# Task prompt
Please return the entries, omitting and altering nothing.

+ + +

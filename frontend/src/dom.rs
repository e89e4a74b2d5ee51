use web_sys::{ScrollBehavior, ScrollIntoViewOptions, ScrollLogicalPosition, Window};

use crate::motion::scroll::{ScrollMetrics, SectionBounds};
use crate::search::index::DocumentProbe;

/// Answers anchor lookups against the live document.
pub struct DomProbe;

impl DocumentProbe for DomProbe {
    fn has_anchor(&self, id: &str) -> bool {
        web_sys::window()
            .and_then(|w| w.document())
            .and_then(|d| d.get_element_by_id(id))
            .is_some()
    }
}

/// Smoothly scrolls the element with `id` into view. Returns `false` when
/// there is no such element.
pub fn scroll_to_anchor(id: &str) -> bool {
    let Some(element) = web_sys::window()
        .and_then(|w| w.document())
        .and_then(|d| d.get_element_by_id(id))
    else {
        return false;
    };
    let options = ScrollIntoViewOptions::new();
    options.set_behavior(ScrollBehavior::Smooth);
    options.set_block(ScrollLogicalPosition::Start);
    element.scroll_into_view_with_scroll_into_view_options(&options);
    true
}

pub fn scroll_metrics(window: &Window) -> ScrollMetrics {
    let document_height = window
        .document()
        .and_then(|d| d.document_element())
        .map(|e| e.scroll_height() as f64)
        .unwrap_or(0.0);
    ScrollMetrics {
        scroll_y: window.scroll_y().unwrap_or(0.0),
        document_height,
        viewport_height: window.inner_height().ok().and_then(|h| h.as_f64()).unwrap_or(0.0),
    }
}

/// Page-relative bounds of the element with `id`.
pub fn section_bounds(window: &Window, id: &str) -> Option<SectionBounds> {
    let element = window.document()?.get_element_by_id(id)?;
    let rect = element.get_bounding_client_rect();
    Some(SectionBounds {
        top: rect.top() + window.scroll_y().unwrap_or(0.0),
        height: rect.height(),
    })
}

/// Anchor part of the current URL, without the `#`.
pub fn current_hash() -> Option<String> {
    let hash = web_sys::window()?.location().hash().ok()?;
    let id = hash.trim_start_matches('#');
    (!id.is_empty()).then(|| id.to_string())
}
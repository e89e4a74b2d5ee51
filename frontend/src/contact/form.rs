use web_sys::{HtmlInputElement, HtmlSelectElement, HtmlTextAreaElement};
use wasm_bindgen_futures::spawn_local;
use yew::prelude::*;

use super::{submit, Field, FieldErrors, Inquiry, SUBJECTS};
use crate::components::notification::{Notification, Toast};
use crate::config;
use crate::reporting::{use_reporter, ReportEvent};

#[function_component(ContactForm)]
pub fn contact_form() -> Html {
    let inquiry = use_state(Inquiry::default);
    let errors = use_state(FieldErrors::default);
    let is_submitting = use_state(|| false);
    let toast = use_state(|| None::<Toast>);
    let reporter = use_reporter();

    let update = {
        let inquiry = inquiry.clone();
        let errors = errors.clone();
        move |field: Field, value: String| {
            let mut next = (*inquiry).clone();
            next.set(field, value);
            inquiry.set(next);
            if errors.get(field).is_some() {
                let mut remaining = (*errors).clone();
                remaining.clear(field);
                errors.set(remaining);
            }
        }
    };

    let on_text = |field: Field| {
        let update = update.clone();
        Callback::from(move |e: InputEvent| {
            let input: HtmlInputElement = e.target_unchecked_into();
            update(field, input.value());
        })
    };

    let on_subject = {
        let update = update.clone();
        Callback::from(move |e: Event| {
            let select: HtmlSelectElement = e.target_unchecked_into();
            update(Field::Subject, select.value());
        })
    };

    let on_message = {
        let update = update.clone();
        Callback::from(move |e: InputEvent| {
            let area: HtmlTextAreaElement = e.target_unchecked_into();
            update(Field::Message, area.value());
        })
    };

    let onsubmit = {
        let inquiry = inquiry.clone();
        let errors = errors.clone();
        let is_submitting = is_submitting.clone();
        let toast = toast.clone();
        Callback::from(move |e: SubmitEvent| {
            e.prevent_default();
            if *is_submitting {
                return;
            }
            if let Err(found) = inquiry.validate() {
                errors.set(found);
                return;
            }

            is_submitting.set(true);
            let current = (*inquiry).clone();
            let inquiry = inquiry.clone();
            let is_submitting = is_submitting.clone();
            let toast = toast.clone();
            let reporter = reporter.clone();
            spawn_local(async move {
                let result = submit(&current).await;
                reporter.report(ReportEvent::ContactSubmitted { ok: result.is_ok() });
                match result {
                    Ok(()) => {
                        gloo_console::log!("Contact form sent");
                        inquiry.set(Inquiry::default());
                        toast.set(Some(Toast::success(
                            "Thanks! Your message is on its way. We usually reply within one business day.",
                        )));
                    }
                    Err(e) => {
                        log::warn!("Contact form submission failed: {}", e);
                        toast.set(Some(Toast::error(format!(
                            "Sorry, we couldn't send your message. Please try again or email us at {}.",
                            config::CONTACT_EMAIL
                        ))));
                    }
                }
                is_submitting.set(false);
            });
        })
    };

    let on_dismiss = {
        let toast = toast.clone();
        Callback::from(move |_: ()| toast.set(None))
    };

    let field_error = |field: Field| match errors.get(field) {
        Some(message) => html! { <span class="field-error">{message}</span> },
        None => html! {},
    };
    let invalid = |field: Field| errors.get(field).map(|_| "invalid");

    html! {
        <>
            <form class="contact-form" {onsubmit} novalidate=true>
                <div class="form-row">
                    <label class={classes!("form-field", invalid(Field::Name))}>
                        <span>{"Name *"}</span>
                        <input type="text" name="name" autocomplete="name"
                            value={inquiry.name.clone()} oninput={on_text(Field::Name)} />
                        {field_error(Field::Name)}
                    </label>
                    <label class={classes!("form-field", invalid(Field::Email))}>
                        <span>{"Email *"}</span>
                        <input type="email" name="email" autocomplete="email"
                            value={inquiry.email.clone()} oninput={on_text(Field::Email)} />
                        {field_error(Field::Email)}
                    </label>
                </div>
                <div class="form-row">
                    <label class="form-field">
                        <span>{"Phone"}</span>
                        <input type="tel" name="phone" autocomplete="tel"
                            value={inquiry.phone.clone()} oninput={on_text(Field::Phone)} />
                    </label>
                    <label class={classes!("form-field", invalid(Field::Subject))}>
                        <span>{"Subject *"}</span>
                        <select name="subject" onchange={on_subject}>
                            <option value="" selected={inquiry.subject.is_empty()} disabled=true>{"Choose a subject"}</option>
                            {
                                SUBJECTS.iter().map(|subject| html! {
                                    <option value={*subject} selected={inquiry.subject == *subject}>{*subject}</option>
                                }).collect::<Html>()
                            }
                        </select>
                        {field_error(Field::Subject)}
                    </label>
                </div>
                <label class={classes!("form-field", invalid(Field::Message))}>
                    <span>{"Message *"}</span>
                    <textarea name="message" rows="6"
                        value={inquiry.message.clone()} oninput={on_message} />
                    {field_error(Field::Message)}
                </label>
                <button type="submit" class="hero-cta" disabled={*is_submitting}>
                    if *is_submitting {
                        <>
                            <span class="loading-spinner"></span>
                            {" Sending..."}
                        </>
                    } else {
                        {"Send Message"}
                    }
                </button>
            </form>
            <Notification toast={(*toast).clone()} {on_dismiss} />
        </>
    }
}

+ + +

# Task result
filename frontend/src/dom.rs
repository e89e4a74b2d5ee51
use web_sys::{ScrollBehavior, ScrollIntoViewOptions, ScrollLogicalPosition, Window};

use crate::motion::scroll::{ScrollMetrics, SectionBounds};
use crate::search::index::DocumentProbe;

/// Answers anchor lookups against the live document.
pub struct DomProbe;

impl DocumentProbe for DomProbe {
    fn has_anchor(&self, id: &str) -> bool {
        web_sys::window()
            .and_then(|w| w.document())
            .and_then(|d| d.get_element_by_id(id))
            .is_some()
    }
}

/// Smoothly scrolls the element with `id` into view. Returns `false` when
/// there is no such element.
pub fn scroll_to_anchor(id: &str) -> bool {
    let Some(element) = web_sys::window()
        .and_then(|w| w.document())
        .and_then(|d| d.get_element_by_id(id))
    else {
        return false;
    };
    let options = ScrollIntoViewOptions::new();
    options.set_behavior(ScrollBehavior::Smooth);
    options.set_block(ScrollLogicalPosition::Start);
    element.scroll_into_view_with_scroll_into_view_options(&options);
    true
}

pub fn scroll_metrics(window: &Window) -> ScrollMetrics {
    let document_height = window
        .document()
        .and_then(|d| d.document_element())
        .map(|e| e.scroll_height() as f64)
        .unwrap_or(0.0);
    ScrollMetrics {
        scroll_y: window.scroll_y().unwrap_or(0.0),
        document_height,
        viewport_height: window.inner_height().ok().and_then(|h| h.as_f64()).unwrap_or(0.0),
    }
}

/// Page-relative bounds of the element with `id`.
pub fn section_bounds(window: &Window, id: &str) -> Option<SectionBounds> {
    let element = window.document()?.get_element_by_id(id)?;
    let rect = element.get_bounding_client_rect();
    Some(SectionBounds {
        top: rect.top() + window.scroll_y().unwrap_or(0.0),
        height: rect.height(),
    })
}

/// Anchor part of the current URL, without the `#`.
pub fn current_hash() -> Option<String> {
    let hash = web_sys::window()?.location().hash().ok()?;
    let id = hash.trim_start_matches('#');
    (!id.is_empty()).then(|| id.to_string())
}
repository e89e4a74b2d5ee51
filename frontend/src/contact/form.rs
use web_sys::{HtmlInputElement, HtmlSelectElement, HtmlTextAreaElement};
use wasm_bindgen_futures::spawn_local;
use yew::prelude::*;

use super::{submit, Field, FieldErrors, Inquiry, SUBJECTS};
use crate::components::notification::{Notification, Toast};
use crate::config;
use crate::reporting::{use_reporter, ReportEvent};

#[function_component(ContactForm)]
pub fn contact_form() -> Html {
    let inquiry = use_state(Inquiry::default);
    let errors = use_state(FieldErrors::default);
    let is_submitting = use_state(|| false);
    let toast = use_state(|| None::<Toast>);
    let reporter = use_reporter();

    let update = {
        let inquiry = inquiry.clone();
        let errors = errors.clone();
        move |field: Field, value: String| {
            let mut next = (*inquiry).clone();
            next.set(field, value);
            inquiry.set(next);
            if errors.get(field).is_some() {
                let mut remaining = (*errors).clone();
                remaining.clear(field);
                errors.set(remaining);
            }
        }
    };

    let on_text = |field: Field| {
        let update = update.clone();
        Callback::from(move |e: InputEvent| {
            let input: HtmlInputElement = e.target_unchecked_into();
            update(field, input.value());
        })
    };

    let on_subject = {
        let update = update.clone();
        Callback::from(move |e: Event| {
            let select: HtmlSelectElement = e.target_unchecked_into();
            update(Field::Subject, select.value());
        })
    };

    let on_message = {
        let update = update.clone();
        Callback::from(move |e: InputEvent| {
            let area: HtmlTextAreaElement = e.target_unchecked_into();
            update(Field::Message, area.value());
        })
    };

    let onsubmit = {
        let inquiry = inquiry.clone();
        let errors = errors.clone();
        let is_submitting = is_submitting.clone();
        let toast = toast.clone();
        Callback::from(move |e: SubmitEvent| {
            e.prevent_default();
            if *is_submitting {
                return;
            }
            if let Err(found) = inquiry.validate() {
                errors.set(found);
                return;
            }

            is_submitting.set(true);
            let current = (*inquiry).clone();
            let inquiry = inquiry.clone();
            let is_submitting = is_submitting.clone();
            let toast = toast.clone();
            let reporter = reporter.clone();
            spawn_local(async move {
                let result = submit(&current).await;
                reporter.report(ReportEvent::ContactSubmitted { ok: result.is_ok() });
                match result {
                    Ok(()) => {
                        gloo_console::log!("Contact form sent");
                        inquiry.set(Inquiry::default());
                        toast.set(Some(Toast::success(
                            "Thanks! Your message is on its way. We usually reply within one business day.",
                        )));
                    }
                    Err(e) => {
                        log::warn!("Contact form submission failed: {}", e);
                        toast.set(Some(Toast::error(format!(
                            "Sorry, we couldn't send your message. Please try again or email us at {}.",
                            config::CONTACT_EMAIL
                        ))));
                    }
                }
                is_submitting.set(false);
            });
        })
    };

    let on_dismiss = {
        let toast = toast.clone();
        Callback::from(move |_: ()| toast.set(None))
    };

    let field_error = |field: Field| match errors.get(field) {
        Some(message) => html! { <span class="field-error">{message}</span> },
        None => html! {},
    };
    let invalid = |field: Field| errors.get(field).map(|_| "invalid");

    html! {
        <>
            <form class="contact-form" {onsubmit} novalidate=true>
                <div class="form-row">
                    <label class={classes!("form-field", invalid(Field::Name))}>
                        <span>{"Name *"}</span>
                        <input type="text" name="name" autocomplete="name"
                            value={inquiry.name.clone()} oninput={on_text(Field::Name)} />
                        {field_error(Field::Name)}
                    </label>
                    <label class={classes!("form-field", invalid(Field::Email))}>
                        <span>{"Email *"}</span>
                        <input type="email" name="email" autocomplete="email"
                            value={inquiry.email.clone()} oninput={on_text(Field::Email)} />
                        {field_error(Field::Email)}
                    </label>
                </div>
                <div class="form-row">
                    <label class="form-field">
                        <span>{"Phone"}</span>
                        <input type="tel" name="phone" autocomplete="tel"
                            value={inquiry.phone.clone()} oninput={on_text(Field::Phone)} />
                    </label>
                    <label class={classes!("form-field", invalid(Field::Subject))}>
                        <span>{"Subject *"}</span>
                        <select name="subject" onchange={on_subject}>
                            <option value="" selected={inquiry.subject.is_empty()} disabled=true>{"Choose a subject"}</option>
                            {
                                SUBJECTS.iter().map(|subject| html! {
                                    <option value={*subject} selected={inquiry.subject == *subject}>{*subject}</option>
                                }).collect::<Html>()
                            }
                        </select>
                        {field_error(Field::Subject)}
                    </label>
                </div>
                <label class={classes!("form-field", invalid(Field::Message))}>
                    <span>{"Message *"}</span>
                    <textarea name="message" rows="6"
                        value={inquiry.message.clone()} oninput={on_message} />
                    {field_error(Field::Message)}
                </label>
                <button type="submit" class="hero-cta" disabled={*is_submitting}>
                    if *is_submitting {
                        <>
                            <span class="loading-spinner"></span>
                            {" Sending..."}
                        </>
                    } else {
                        {"Send Message"}
                    }
                </button>
            </form>
            <Notification toast={(*toast).clone()} {on_dismiss} />
        </>
    }
}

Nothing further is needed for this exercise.